8025003: Base64 should be less strict with padding
authorsherman
Thu, 24 Oct 2013 11:12:59 -0700
changeset 21363 82e139fdd879
parent 21362 8b2d68e8632a
child 21364 decde35d5139
8025003: Base64 should be less strict with padding Summary: updated spec and implementation of mime decoder to be lenient for padding Reviewed-by: alanb
jdk/src/share/classes/java/util/Base64.java
jdk/test/java/util/Base64/Base64GetEncoderTest.java
jdk/test/java/util/Base64/TestBase64.java
jdk/test/java/util/Base64/TestBase64Golden.java
--- a/jdk/src/share/classes/java/util/Base64.java	Thu Oct 24 10:52:15 2013 -0700
+++ b/jdk/src/share/classes/java/util/Base64.java	Thu Oct 24 11:12:59 2013 -0700
@@ -127,7 +127,7 @@
      *          character of "The Base64 Alphabet" as specified in Table 1 of
      *          RFC 2045.
      */
-    public static Encoder getEncoder(int lineLength, byte[] lineSeparator) {
+    public static Encoder getMimeEncoder(int lineLength, byte[] lineSeparator) {
          Objects.requireNonNull(lineSeparator);
          int[] base64 = Decoder.fromBase64;
          for (byte b : lineSeparator) {
@@ -619,11 +619,20 @@
      * required. So if the final unit of the encoded byte data only has
      * two or three Base64 characters (without the corresponding padding
      * character(s) padded), they are decoded as if followed by padding
-     * character(s). If there is padding character present in the
-     * final unit, the correct number of padding character(s) must be
-     * present, otherwise {@code IllegalArgumentException} (
-     * {@code IOException} when reading from a Base64 stream) is thrown
-     * during decoding.
+     * character(s).
+     * <p>
+     * For decoders that use the <a href="#basic">Basic</a> and
+     * <a href="#url">URL and Filename safe</a> type base64 scheme, and
+     * if there is padding character present in the final unit, the
+     * correct number of padding character(s) must be present, otherwise
+     * {@code IllegalArgumentException} ({@code IOException} when reading
+     * from a Base64 stream) is thrown during decoding.
+     * <p>
+     * Decoders that use the <a href="#mime">MIME</a> type base64 scheme
+     * are more lenient when decoding the padding character(s). If the
+     * padding character(s) is incorrectly encoded, the first padding
+     * character encountered is interpreted as the end of the encoded byte
+     * data, the decoding operation will then end and return normally.
      *
      * <p> Instances of {@link Decoder} class are safe for use by
      * multiple concurrent threads.
@@ -902,8 +911,9 @@
                     int b = sa[sp++] & 0xff;
                     if ((b = base64[b]) < 0) {
                         if (b == -2) {   // padding byte
-                            if (shiftto == 6 && (sp == sl || sa[sp++] != '=') ||
-                                shiftto == 18) {
+                            if (!isMIME &&
+                                (shiftto == 6 && (sp == sl || sa[sp++] != '=') ||
+                                 shiftto == 18)) {
                                 throw new IllegalArgumentException(
                                      "Input byte array has wrong 4-byte ending unit");
                             }
@@ -942,11 +952,12 @@
                     throw new IllegalArgumentException(
                         "Last unit does not have enough valid bits");
                 }
-                while (sp < sl) {
-                    if (isMIME && base64[sa[sp++]] < 0)

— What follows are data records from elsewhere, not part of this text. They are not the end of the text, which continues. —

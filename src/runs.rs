//! The run array and its merge invariant.
//!
//! A [`RunVec`] is an ordered array of runs where no two adjacent runs
//! satisfy `can_merge` and every run has a positive span. Every constructor
//! and mutation below re-establishes that invariant locally, so it holds for
//! any sequence reachable through the public API.
//!
//! Merging cascades strictly left-to-right. After an element is absorbed the
//! boundary it closed is never re-examined, which is what keeps batch
//! construction a single O(n) pass.

use smallvec::SmallVec;

use crate::error::{Result, RleError};
use crate::prefix::PrefixIndex;
use crate::slice::RangeIter;
use crate::traits::{Mergeable, Sliceable, Spanning};

/// Runs kept inline before spilling to the heap. Sequences with heavy
/// merging often stay this short.
const INLINE_RUNS: usize = 4;

/// An ordered array of runs with no two adjacent runs mergeable.
#[derive(Debug, Clone)]
pub struct RunVec<T> {
    runs: SmallVec<[T; INLINE_RUNS]>,
}

impl<T: Mergeable + Spanning> RunVec<T> {
    /// Create an empty sequence.
    pub fn new() -> RunVec<T> {
        RunVec {
            runs: SmallVec::new(),
        }
    }

    /// Build a sequence from elements in one pass.
    ///
    /// Zero-span elements are skipped; mergeable neighbors cascade into
    /// single runs as they arrive. No re-scanning happens afterwards.
    pub fn from_elements(elements: impl IntoIterator<Item = T>) -> RunVec<T> {
        let mut out = RunVec::new();
        for elem in elements {
            if elem.span() == 0 {
                continue;
            }
            out.push_run(elem);
        }
        out
    }

    /// Merge `run` into the last run, or push it as a new one.
    ///
    /// Caller guarantees `run.span() > 0`.
    fn push_run(&mut self, run: T) {
        debug_assert!(run.span() > 0);
        match self.runs.last_mut() {
            Some(last) if last.can_merge(&run) => last.merge(run),
            _ => self.runs.push(run),
        }
    }

    /// Append one element, merging into the tail run when possible.
    ///
    /// Amortized O(1). Fails with [`RleError::ZeroSpan`] for elements that
    /// occupy no index space.
    pub fn append(&mut self, elem: T) -> Result<()> {
        if elem.span() == 0 {
            return Err(RleError::ZeroSpan);
        }
        self.push_run(elem);
        Ok(())
    }

    /// Number of runs.
    pub fn len(&self) -> usize {
        self.runs.len()
    }

    pub fn is_empty(&self) -> bool {
        self.runs.is_empty()
    }

    /// Total span, by summing every run. O(n); the encoded-sequence wrapper
    /// caches this through its prefix index.
    pub fn span(&self) -> usize {
        self.runs.iter().map(|run| run.span()).sum()
    }

    /// Total visible length, by summing every run. O(n).
    pub fn logical_len(&self) -> usize {
        self.runs.iter().map(|run| run.logical_len()).sum()
    }

    /// The runs as a slice.
    pub fn runs(&self) -> &[T] {
        &self.runs
    }

    pub fn get(&self, idx: usize) -> Option<&T> {
        self.runs.get(idx)
    }

    pub fn iter(&self) -> std::slice::Iter<'_, T> {
        self.runs.iter()
    }

    /// Locate the run containing span position `pos` by linear accumulation.
    ///
    /// Returns `(run index, offset within run)`, or `None` past the end. O(n);
    /// see [`find_fast`](RunVec::find_fast) for the indexed variant.
    pub fn find(&self, pos: usize) -> Option<(usize, usize)> {
        let mut before = 0;
        for (idx, run) in self.runs.iter().enumerate() {
            if before + run.span() > pos {
                return Some((idx, pos - before));
            }
            before += run.span();
        }
        None
    }

    /// Locate the run containing `pos` through a prefix index. O(log n).
    ///
    /// `index` must have been built from this sequence's current runs.
    pub fn find_fast(&self, pos: usize, index: &PrefixIndex) -> Option<(usize, usize)> {
        debug_assert_eq!(index.len(), self.runs.len());
        index.find(pos)
    }

    /// Concatenate two sequences into a new one, cascading merges across
    /// the seam.
    pub fn concat(&self, other: &RunVec<T>) -> RunVec<T>
    where
        T: Clone,
    {
        RunVec::from_elements(self.runs.iter().chain(other.runs.iter()).cloned())
    }

    /// In-place concatenation.
    pub fn extend(&mut self, other: RunVec<T>) {
        for run in other.runs {
            self.push_run(run);
        }
    }

    /// Lazy views over the runs intersecting `[start, end)`.
    ///
    /// Fails with [`RleError::InvalidRange`] when `start > end` and
    /// [`RleError::PositionOutOfBounds`] when `end` is past the total span.
    pub fn range(&self, start: usize, end: usize) -> Result<RangeIter<'_, T>> {
        if start > end {
            return Err(RleError::InvalidRange { start, end });
        }
        let span = self.span();
        if end > span {
            return Err(RleError::PositionOutOfBounds {
                position: end,
                span,
            });
        }
        Ok(RangeIter::new(&self.runs, 0, 0, start, end))
    }

    /// Like [`range`](RunVec::range), but bounds are clamped into the
    /// sequence instead of failing.
    pub fn range_clamped(&self, start: usize, end: usize) -> RangeIter<'_, T> {
        let end = end.min(self.span());
        let start = start.min(end);
        RangeIter::new(&self.runs, 0, 0, start, end)
    }
}

impl<T: Mergeable + Spanning + Sliceable> RunVec<T> {
    /// Split into two sequences at span position `pos`.
    ///
    /// The boundary run, if cut, is sliced into two pieces; both halves are
    /// rebuilt through the same merge path as `append`, so the invariant is
    /// restored on each side. Content is preserved exactly. A later concat of
    /// the halves may produce a different run count than the original, since
    /// the seam runs can re-merge differently.
    pub fn split(self, pos: usize) -> Result<(RunVec<T>, RunVec<T>)> {
        let span = self.span();
        if pos > span {
            return Err(RleError::PositionOutOfBounds {
                position: pos,
                span,
            });
        }
        let mut left = RunVec::new();
        let mut right = RunVec::new();
        let mut before = 0;
        for run in self.runs {
            let run_span = run.span();
            if before + run_span <= pos {
                left.push_run(run);
            } else if before >= pos {
                right.push_run(run);
            } else {
                let cut = pos - before;
                let head = run.slice(0, cut)?;
                let tail = run.slice(cut, run_span)?;
                left.push_run(head);
                right.push_run(tail);
            }
            before += run_span;
        }
        Ok((left, right))
    }
}

impl<T: Mergeable + Spanning> Default for RunVec<T> {
    fn default() -> RunVec<T> {
        RunVec::new()
    }
}

impl<T: Mergeable + Spanning> FromIterator<T> for RunVec<T> {
    fn from_iter<I: IntoIterator<Item = T>>(iter: I) -> RunVec<T> {
        RunVec::from_elements(iter)
    }
}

-                        continue;
-                    throw new IllegalArgumentException(
-                        "Input byte array has incorrect ending byte at " + sp);
+                if (sp < sl) {
+                    if (isMIME)
+                        sp = sl;
+                    else
+                        throw new IllegalArgumentException(
+                            "Input byte array has incorrect ending byte at " + sp);
                 }
                 mark = sp;
                 return dp - dp0;
@@ -971,8 +982,9 @@
                     int b = src.get(sp++) & 0xff;
                     if ((b = base64[b]) < 0) {
                         if (b == -2) {  // padding byte
-                            if (shiftto == 6 && (sp == sl || src.get(sp++) != '=') ||
-                                shiftto == 18) {
+                            if (!isMIME &&
+                                (shiftto == 6 && (sp == sl || src.get(sp++) != '=') ||
+                                 shiftto == 18)) {
                                 throw new IllegalArgumentException(
                                      "Input byte array has wrong 4-byte ending unit");
                             }
@@ -1011,11 +1023,12 @@
                     throw new IllegalArgumentException(
                         "Last unit does not have enough valid bits");
                 }
-                while (sp < sl) {
-                    if (isMIME && base64[src.get(sp++)] < 0)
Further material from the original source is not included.